#### [TASK DETAILS]
Whatever appears in the records, write it out again exactly.
BEGIN
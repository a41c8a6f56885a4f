use std::io::Read;
use std::time::Duration;

use crate::error::StreamError;

/// Size of the canonical RIFF/WAVE header preceding the PCM data.
pub const WAV_HEADER_LEN: usize = 44;

/// The only sample width the player accepts.
pub const SUPPORTED_BITS_PER_SAMPLE: u16 = 16;

/// Format tag for uncompressed integer PCM.
pub const WAVE_FORMAT_PCM: u16 = 1;

/// Fields of a canonical 44-byte WAV header.
#[derive(Debug, Clone, Copy, PartialEq, Eq)]
pub struct WavHeader {
    pub riff_size: u32,
    pub audio_format: u16,
    pub channels: u16,
    pub sample_rate: u32,
    pub byte_rate: u32,
    pub block_align: u16,
    pub bits_per_sample: u16,
    pub data_size: u32,
}

fn le_u16(bytes: &[u8], offset: usize) -> u16 {
    u16::from_le_bytes([bytes[offset], bytes[offset + 1]])
}

fn le_u32(bytes: &[u8], offset: usize) -> u32 {
    u32::from_le_bytes([
        bytes[offset],
        bytes[offset + 1],
        bytes[offset + 2],
        bytes[offset + 3],
    ])
}

impl WavHeader {
    /// Decode and validate a header from the first 44 bytes of `bytes`.
    ///
    /// Only the RIFF/WAVE magic and the bit depth are checked; the `fmt `
    /// and `data` markers and the chunk sizes are taken as sent, since
    /// streaming servers do not know the final data size up front.
    pub fn parse(bytes: &[u8]) -> Result<Self, StreamError> {
        if bytes.len() < WAV_HEADER_LEN {
            return Err(StreamError::ShortHeader {
                received: bytes.len(),
            });
        }
        if &bytes[0..4] != b"RIFF" || &bytes[8..12] != b"WAVE" {
            return Err(StreamError::NotWav);
        }

        let header = Self {
            riff_size: le_u32(bytes, 4),
            audio_format: le_u16(bytes, 20),
            channels: le_u16(bytes, 22),
            sample_rate: le_u32(bytes, 24),
            byte_rate: le_u32(bytes, 28),
            block_align: le_u16(bytes, 32),
            bits_per_sample: le_u16(bytes, 34),
            data_size: le_u32(bytes, 40),
        };

        if header.bits_per_sample != SUPPORTED_BITS_PER_SAMPLE {
            return Err(StreamError::UnsupportedBitDepth(header.bits_per_sample));
        }
        Ok(header)
    }

    /// Playback time of `bytes` bytes of PCM at this header's rate and
    /// sample width, laid out as mono. The player opens a mono output
    /// whatever channel count the header declares.
    pub fn duration_of(&self, bytes: u64) -> Duration {
        let per_second = u64::from(self.sample_rate) * u64::from(self.bits_per_sample / 8);
        if per_second == 0 {
            return Duration::ZERO;
        }
        Duration::from_secs_f64(bytes as f64 / per_second as f64)
    }
}

/// Read exactly the header from `reader` without consuming any PCM after it.
///
/// Short reads are retried until 44 bytes arrive or the stream ends.
pub fn read_header<R: Read>(reader: &mut R) -> Result<WavHeader, StreamError> {
    let mut buf = Vec::with_capacity(WAV_HEADER_LEN);
    reader.take(WAV_HEADER_LEN as u64).read_to_end(&mut buf)?;
    WavHeader::parse(&buf)
}

/// Build a canonical PCM WAV header.
pub fn encode_header(
    sample_rate: u32,
    channels: u16,
    bits_per_sample: u16,
    data_size: u32,
) -> [u8; WAV_HEADER_LEN] {
    let sample_bytes = u64::from(bits_per_sample / 8);
    let byte_rate = u32::try_from(u64::from(sample_rate) * u64::from(channels) * sample_bytes)
        .unwrap_or(u32::MAX);
    let block_align = u16::try_from(u64::from(channels) * sample_bytes).unwrap_or(u16::MAX);
    let riff_size: u32 = data_size.saturating_add(36);

    let mut out = [0u8; WAV_HEADER_LEN];

    // RIFF header
    out[0..4].copy_from_slice(b"RIFF");
    out[4..8].copy_from_slice(&riff_size.to_le_bytes());
    out[8..12].copy_from_slice(b"WAVE");

    // fmt chunk
    out[12..16].copy_from_slice(b"fmt ");
    out[16..20].copy_from_slice(&16u32.to_le_bytes());
    out[20..22].copy_from_slice(&WAVE_FORMAT_PCM.to_le_bytes());
    out[22..24].copy_from_slice(&channels.to_le_bytes());
    out[24..28].copy_from_slice(&sample_rate.to_le_bytes());
    out[28..32].copy_from_slice(&byte_rate.to_le_bytes());
    out[32..34].copy_from_slice(&block_align.to_le_bytes());
    out[34..36].copy_from_slice(&bits_per_sample.to_le_bytes());

    // data chunk
    out[36..40].copy_from_slice(b"data");
    out[40..44].copy_from_slice(&data_size.to_le_bytes());

    out
}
END
#### [RESPONSE BOX]
repository a41c8a6f56885a4f
use std::io::Read;
use std::time::Duration;

use crate::error::StreamError;

/// Size of the canonical RIFF/WAVE header preceding the PCM data.
pub const WAV_HEADER_LEN: usize = 44;

/// The only sample width the player accepts.
pub const SUPPORTED_BITS_PER_SAMPLE: u16 = 16;

/// Format tag for uncompressed integer PCM.
pub const WAVE_FORMAT_PCM: u16 = 1;

/// Fields of a canonical 44-byte WAV header.
#[derive(Debug, Clone, Copy, PartialEq, Eq)]
pub struct WavHeader {
    pub riff_size: u32,
    pub audio_format: u16,
    pub channels: u16,
    pub sample_rate: u32,
    pub byte_rate: u32,
    pub block_align: u16,
    pub bits_per_sample: u16,
    pub data_size: u32,
}

fn le_u16(bytes: &[u8], offset: usize) -> u16 {
    u16::from_le_bytes([bytes[offset], bytes[offset + 1]])
}

fn le_u32(bytes: &[u8], offset: usize) -> u32 {
    u32::from_le_bytes([
        bytes[offset],
        bytes[offset + 1],
        bytes[offset + 2],
        bytes[offset + 3],
    ])
}

impl WavHeader {
    /// Decode and validate a header from the first 44 bytes of `bytes`.
    ///
    /// Only the RIFF/WAVE magic and the bit depth are checked; the `fmt `
    /// and `data` markers and the chunk sizes are taken as sent, since
    /// streaming servers do not know the final data size up front.
    pub fn parse(bytes: &[u8]) -> Result<Self, StreamError> {
        if bytes.len() < WAV_HEADER_LEN {
            return Err(StreamError::ShortHeader {
                received: bytes.len(),
            });
        }
        if &bytes[0..4] != b"RIFF" || &bytes[8..12] != b"WAVE" {
            return Err(StreamError::NotWav);
        }

        let header = Self {
            riff_size: le_u32(bytes, 4),
            audio_format: le_u16(bytes, 20),
            channels: le_u16(bytes, 22),
            sample_rate: le_u32(bytes, 24),
            byte_rate: le_u32(bytes, 28),
            block_align: le_u16(bytes, 32),
            bits_per_sample: le_u16(bytes, 34),
            data_size: le_u32(bytes, 40),
        };

        if header.bits_per_sample != SUPPORTED_BITS_PER_SAMPLE {
            return Err(StreamError::UnsupportedBitDepth(header.bits_per_sample));
        }
        Ok(header)
    }

    /// Playback time of `bytes` bytes of PCM at this header's rate and
    /// sample width, laid out as mono. The player opens a mono output
    /// whatever channel count the header declares.
    pub fn duration_of(&self, bytes: u64) -> Duration {
        let per_second = u64::from(self.sample_rate) * u64::from(self.bits_per_sample / 8);
        if per_second == 0 {
            return Duration::ZERO;
        }
        Duration::from_secs_f64(bytes as f64 / per_second as f64)
    }
}

/// Read exactly the header from `reader` without consuming any PCM after it.
///
/// Short reads are retried until 44 bytes arrive or the stream ends.
pub fn read_header<R: Read>(reader: &mut R) -> Result<WavHeader, StreamError> {
    let mut buf = Vec::with_capacity(WAV_HEADER_LEN);
    reader.take(WAV_HEADER_LEN as u64).read_to_end(&mut buf)?;
    WavHeader::parse(&buf)
}

/// Build a canonical PCM WAV header.
pub fn encode_header(
    sample_rate: u32,
    channels: u16,
    bits_per_sample: u16,
    data_size: u32,
) -> [u8; WAV_HEADER_LEN] {
    let sample_bytes = u64::from(bits_per_sample / 8);
    let byte_rate = u32::try_from(u64::from(sample_rate) * u64::from(channels) * sample_bytes)
        .unwrap_or(u32::MAX);
    let block_align = u16::try_from(u64::from(channels) * sample_bytes).unwrap_or(u16::MAX);
    let riff_size: u32 = data_size.saturating_add(36);

    let mut out = [0u8; WAV_HEADER_LEN];

    // RIFF header
    out[0..4].copy_from_slice(b"RIFF");
    out[4..8].copy_from_slice(&riff_size.to_le_bytes());
    out[8..12].copy_from_slice(b"WAVE");

    // fmt chunk
    out[12..16].copy_from_slice(b"fmt ");
    out[16..20].copy_from_slice(&16u32.to_le_bytes());
    out[20..22].copy_from_slice(&WAVE_FORMAT_PCM.to_le_bytes());
    out[22..24].copy_from_slice(&channels.to_le_bytes());
    out[24..28].copy_from_slice(&sample_rate.to_le_bytes());
    out[28..32].copy_from_slice(&byte_rate.to_le_bytes());
    out[32..34].copy_from_slice(&block_align.to_le_bytes());
    out[34..36].copy_from_slice(&bits_per_sample.to_le_bytes());

    // data chunk
    out[36..40].copy_from_slice(b"data");
    out[40..44].copy_from_slice(&data_size.to_le_bytes());

    out
}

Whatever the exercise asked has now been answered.